Assessment models and cycles in play-based and inquiry learning

  • Download' Assessment models and cycles in play-based and inquiry learning'

Intersection between the Victorian Teaching and Learning Model (VTLM) and the Victorian Early Years Learning and Development Framework (VEYLDF)

To understand the intersection between the VTLM and the VEYLDF watch the ‘Introduction’ video of the VEYLDF Early Years Planning Cycle available on the Victorian Curriculum and Assessment Authority website.

Watch the 'Introduction' video from VCAA website. In this video, Dr Caroline Cohrssen outlines the planning cycle resources developed by the Victorian Curriculum and Assessment Authority to guide planning and assessment.

Download the VCAA Early Years planning cycle resource(opens in a new window). Please note the document has been organised to reflect the different age groups of learners – birth to 2 years, 3 to 5 years and 6 to 8 years.

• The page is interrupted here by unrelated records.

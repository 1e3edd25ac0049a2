//! Cache line padding so hot counters of different priorities do not share a line.

use std::fmt;
use std::ops::Deref;

/// A value aligned to a 64-byte cache line.
#[repr(align(64))]
#[derive(Default)]
pub struct CachePadded<T> {
    value: T,
}

impl<T> CachePadded<T> {
    pub const fn new(value: T) -> Self {
        Self { value }
    }
}

impl<T> Deref for CachePadded<T> {
    type Target = T;

    fn deref(&self) -> &T {
        &self.value
    }
}

impl<T: fmt::Debug> fmt::Debug for CachePadded<T> {
    fn fmt(&self, f: &mut fmt::Formatter<'_>) -> fmt::Result {
        f.debug_tuple("CachePadded").field(&self.value).finish()
    }
}
//! Observed scheduling subsystem.
//!
//! A scheduler is bound to one [`Priority`] and wraps an execution queue.
//! Every task it runs, whether submitted for immediate, delayed or periodic
//! execution, goes through the same observation hook: the registry counter
//! for the priority is advanced, a probe times the task, and the measurement
//! is handed to the scheduler's sink.

pub mod handle;
pub(crate) mod hook;
pub mod observed;
pub(crate) mod periodic;
pub mod priority;

pub use handle::{CancellationHandle, TaskHandle};
pub use observed::ObservedScheduler;
pub use priority::{Priority, WeightClass};

pub use crate::executor::QueueKind;
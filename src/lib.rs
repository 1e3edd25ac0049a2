//! QueueCentre - priority-aware, observed execution contexts
//!
//! Application code asks a [`SchedulerRegistry`] for a scheduler at some
//! [`Priority`] and submits work to it. The registry routes each priority to
//! a serial or concurrent execution context of the matching weight class (or
//! to the single UI thread), and every task that runs is counted per priority
//! and timed, without instrumenting the call sites.
//!
//! # Quick Start
//!
//! ```no_run
//! use queue_centre::prelude::*;
//! use std::time::Duration;
//!
//! let registry = SchedulerRegistry::new(Config::default()).unwrap();
//! let scheduler = registry.scheduler(Priority::High).unwrap();
//!
//! let answer = scheduler.schedule(21, |x| x * 2).join().unwrap();
//! assert_eq!(answer, 42);
//!
//! let tick = scheduler.schedule_periodic(0u32, Duration::ZERO, Duration::from_millis(100), |n| n + 1);
//! tick.cancel();
//!
//! println!("high priority tasks: {}", registry.counter(Priority::High).value());
//! ```
//!
//! # Features
//!
//! - **Priority routing**: five weight classes plus a UI-confined context
//! - **Serial and concurrent contexts**: FIFO single-thread queues and
//!   work-stealing pools
//! - **Immediate, delayed and periodic scheduling** with best-effort
//!   cancellation and timer leeway
//! - **Per-priority counters**: lock-free, created once per registry
//! - **Pluggable probes and sinks**: elapsed time or serializable records
//! - **Telemetry**: latency histograms and exporters (feature `telemetry`)

// Lint configuration
#![warn(missing_debug_implementations)]

pub mod config;
pub mod error;
pub mod executor;
pub mod prelude;
pub mod registry;
pub mod scheduler;
pub mod telemetry;
pub mod util;

// Re-export key types at crate root
pub use config::{Config, ConfigBuilder};
pub use error::{Error, Result};
pub use registry::{global, install_global, uninstall_global, SchedulerRegistry};
pub use scheduler::{CancellationHandle, ObservedScheduler, Priority, TaskHandle, WeightClass};
pub use util::Counter;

Play-based and inquiry learning supports High Impact Teaching Strategy 8: Feedback

The improvement and planning cycles discussed above position play-based and inquiry learning as an opportunity to provide students with informal and/or formal feedback to guide their current and future learning.

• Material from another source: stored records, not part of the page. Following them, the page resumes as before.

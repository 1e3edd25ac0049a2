use super::handle::{CancellationHandle, TaskHandle};
use super::hook::ObservationHook;
use super::periodic::PeriodicJob;
use super::priority::{Priority, WeightClass};
use crate::error::Result;
use crate::executor::panic_handler::panic_message;
use crate::executor::{ConcurrentQueue, ExecutionQueue, QueueKind, SerialQueue, Task, Timer, UiQueue};
use crate::registry::SchedulerRegistry;
use crate::telemetry::{ElapsedProbe, MetricProbe, MetricSink};
use std::panic::{self, AssertUnwindSafe};
use std::sync::Arc;
use std::time::Duration;

/// Execution context bound to one priority that counts and times every task
/// it runs.
///
/// Obtained from [`SchedulerRegistry::scheduler`] (serial) or
/// [`SchedulerRegistry::async_scheduler`] (concurrent), or built directly with
/// [`serial`](ObservedScheduler::serial) / [`concurrent`](ObservedScheduler::concurrent)
/// to pick a different probe kind or sink.
///
/// The scheduler exclusively owns its execution queue. Dropping it detaches
/// the observation hook, lets already queued tasks finish, and joins the
/// queue's threads; delayed work still waiting on the timer is discarded.
pub struct ObservedScheduler<P: MetricProbe = ElapsedProbe> {
    hook: Arc<ObservationHook<P>>,
    queue: Arc<dyn ExecutionQueue>,
    timer: Arc<Timer>,
    leeway: Duration,
}

impl<P: MetricProbe> ObservedScheduler<P> {
    /// Serial context for a weighted priority: one task at a time, FIFO.
    ///
    /// # Panics
    ///
    /// Panics if `priority` is [`Priority::Ui`], which has no weight class;
    /// UI work goes through [`SchedulerRegistry::scheduler`].
    pub fn serial(
        registry: &Arc<SchedulerRegistry>,
        priority: Priority,
        sink: Arc<dyn MetricSink<P::Output>>,
    ) -> Result<Self> {
        let weight = weighted(priority);
        let config = registry.config();
        let label = format!("{}.observed.{}.serial", config.thread_name_prefix, weight);
        let queue = SerialQueue::new(config, label, weight.nice())?;

        tracing::debug!(%priority, %weight, "serial scheduler created");
        Ok(Self::with_queue(registry, priority, Arc::new(queue), sink))
    }

    /// Concurrent context for a weighted priority: tasks may run in parallel.
    ///
    /// # Panics
    ///
    /// Panics if `priority` is [`Priority::Ui`].
    pub fn concurrent(
        registry: &Arc<SchedulerRegistry>,
        priority: Priority,
        sink: Arc<dyn MetricSink<P::Output>>,
    ) -> Result<Self> {
        let weight = weighted(priority);
        let config = registry.config();
        let label = format!("{}.observed.{}", config.thread_name_prefix, weight);
        let threads = if config.scale_by_weight {
            weight.concurrency(config.worker_threads())
        } else {
            config.worker_threads()
        };
        let queue = ConcurrentQueue::new(config, label, threads, weight.nice())?;

        tracing::debug!(%priority, %weight, threads, "concurrent scheduler created");
        Ok(Self::with_queue(registry, priority, Arc::new(queue), sink))
    }

    /// Context on the registry's UI thread. UI work is timed and reported to
    /// the sink but never counted.
    pub(crate) fn ui(
        registry: &Arc<SchedulerRegistry>,
        inline: bool,
        sink: Arc<dyn MetricSink<P::Output>>,
    ) -> Self {
        let queue = UiQueue::new(registry.ui_queue(), inline);
        let scheduler = Self::with_queue(registry, Priority::Ui, Arc::new(queue), sink);
        scheduler.hook.detach();
        scheduler
    }

    fn with_queue(
        registry: &Arc<SchedulerRegistry>,
        priority: Priority,
        queue: Arc<dyn ExecutionQueue>,
        sink: Arc<dyn MetricSink<P::Output>>,
    ) -> Self {
        Self {
            hook: Arc::new(ObservationHook::new(priority, registry.clone(), sink)),
            queue,
            timer: registry.timer(),
            leeway: registry.config().leeway,
        }
    }

    /// Replace the timer tolerance applied to delayed and periodic work.
    pub fn with_leeway(mut self, leeway: Duration) -> Self {
        self.leeway = leeway;
        self
    }

    pub fn priority(&self) -> Priority {
        self.hook.priority()
    }

    pub fn kind(&self) -> QueueKind {
        self.queue.kind()
    }

    pub fn label(&self) -> &str {
        self.queue.label()
    }

    pub fn leeway(&self) -> Duration {
        self.leeway
    }

    /// Stop counting tasks submitted through this scheduler, including ones
    /// already queued. They still run and are still timed.
    pub fn detach(&self) {
        self.hook.detach();
    }

    /// Whether tasks are still counted. Always `false` for the UI scheduler.
    pub fn is_attached(&self) -> bool {
        self.hook.is_attached()
    }

    /// Tasks waiting in the execution queue.
    pub fn pending_tasks(&self) -> usize {
        self.queue.pending()
    }

    /// Tasks that panicked on the execution queue's threads. The UI
    /// scheduler reports the shared UI thread.
    pub fn panic_count(&self) -> usize {
        self.queue.panic_count()
    }

    /// Run `action(state)` as soon as the context can take it.
    pub fn schedule<S, R, F>(&self, state: S, action: F) -> TaskHandle<R>
    where
        S: Send + 'static,
        R: Send + 'static,
        F: FnOnce(S) -> R + Send + 'static,
    {
        let (handle, task) = self.prepare(state, action);
        self.queue.submit(task);
        handle
    }

    /// Run `action(state)` once `due_time` has passed. A zero due time is
    /// the same as [`schedule`](ObservedScheduler::schedule).
    pub fn schedule_relative<S, R, F>(&self, state: S, due_time: Duration, action: F) -> TaskHandle<R>
    where
        S: Send + 'static,
        R: Send + 'static,
        F: FnOnce(S) -> R + Send + 'static,
    {
        if due_time.is_zero() {
            return self.schedule(state, action);
        }

        let (handle, task) = self.prepare(state, action);
        let cancellation = handle.cancellation();
        let queue = Arc::downgrade(&self.queue);

        self.timer.schedule(due_time, self.leeway, move || {
            if cancellation.is_cancelled() {
                return;
            }
            if let Some(queue) = queue.upgrade() {
                queue.submit(task);
            }
        });
        handle
    }

    /// Run `action` first after `start_after`, then again `period` after each
    /// run completes, threading the returned state into the next run.
    pub fn schedule_periodic<S, F>(
        &self,
        state: S,
        start_after: Duration,
        period: Duration,
        action: F,
    ) -> CancellationHandle
    where
        S: Send + 'static,
        F: FnMut(S) -> S + Send + 'static,
    {
        let cancellation = CancellationHandle::new();
        let job = PeriodicJob::new(
            state,
            Box::new(action),
            self.hook.clone(),
            period,
            self.leeway,
            cancellation.clone(),
            Arc::downgrade(&self.queue),
            Arc::downgrade(&self.timer),
        );
        job.start(start_after);
        cancellation
    }

    fn prepare<S, R, F>(&self, state: S, action: F) -> (TaskHandle<R>, Task)
    where
        S: Send + 'static,
        R: Send + 'static,
        F: FnOnce(S) -> R + Send + 'static,
    {
        let cancellation = CancellationHandle::new();
        let (tx, rx) = crossbeam_channel::bounded(1);
        let hook = self.hook.clone();
        let token = cancellation.clone();

        let task = Task::new(move || {
            if token.is_cancelled() {
                return;
            }
            match panic::catch_unwind(AssertUnwindSafe(|| hook.observe(|| action(state)))) {
                Ok(value) => {
                    let _ = tx.send(Ok(value));
                }
                Err(payload) => {
                    let _ = tx.send(Err(panic_message(payload.as_ref())));
                    // The queue's panic handler applies the configured strategy.
                    panic::resume_unwind(payload);
                }
            }
        });

        (TaskHandle::new(cancellation, rx), task)
    }
}

fn weighted(priority: Priority) -> WeightClass {
    match priority.weight_class() {
        Some(weight) => weight,
        None => panic!("priority `{}` has no weight class; use the UI scheduler", priority),
    }
}

impl<P: MetricProbe> std::fmt::Debug for ObservedScheduler<P> {
    fn fmt(&self, f: &mut std::fmt::Formatter<'_>) -> std::fmt::Result {
        f.debug_struct("ObservedScheduler")
            .field("priority", &self.priority())
            .field("kind", &self.kind())
            .field("queue", &self.queue)
            .field("leeway", &self.leeway)
            .field("attached", &self.is_attached())
            .finish()
    }
}

impl<P: MetricProbe> Drop for ObservedScheduler<P> {
    fn drop(&mut self) {
        self.hook.detach();
    }
}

Thinking about learning goals

Learning goals are at the centre of a play-based and inquiry learning approach. Through your interactions with students in their play-based and inquiry experiences, you are able to redirect and/or refocus students’ actions, effort and activity towards a clear outcome that aims to achieve the set learning goal. Furthermore, the VEYLDF Assessment for Learning and Development practice principle guide (PDF, 2.12MB)(opens in a new window) advocates that in play-based and inquiry learning, students can be encouraged and supported to take responsibility for their learning by contributing to the goal setting of their own learning (DET, 2016).

During a play and inquiry learning experience, you can give students set tasks that require them to record their findings or write a narrative about their activity. Such documentation in hard copy form, provides an authentic opportunity to provide formal written feedback to students on their playful learning. We provide more information about feedback and reporting to support you to achieve HITS 8 in your play-based and inquiry learning approach.

Practice principles focus

The infographic below provides a visual poster of the connections between practice principles in the VTLM and the VEYLDF in relation to assessment. To further support your learning about the links between these documents with regards to assessment, you may find the VEYLDF illustrative maps useful(opens in a new window).

VTLM and practice principles poster

  • Download' VTLM and practice principles poster'

Module 3.4: Assessment of play

Assessing student's play

Assessing students’ play-based and inquiry learning, provides teachers with important information on how a student understands their world, how they interact with those around them, and how they build a narrative.

What’s the research telling us?

Research has shown that when a child can spontaneously initiate their own play, they have a “deeper understanding of the context of the play and are able to generate their play ideas across settings” (Stagnitti & Paatsch, 2018, p. 3). In addition, these children typically show strong competencies in oral language and demonstrate greater socio-emotional understanding and greater self-regulation (Elias & Berk, 2002; Whitebread & O’Sullivan, 2012; Whitebread et al., 2009).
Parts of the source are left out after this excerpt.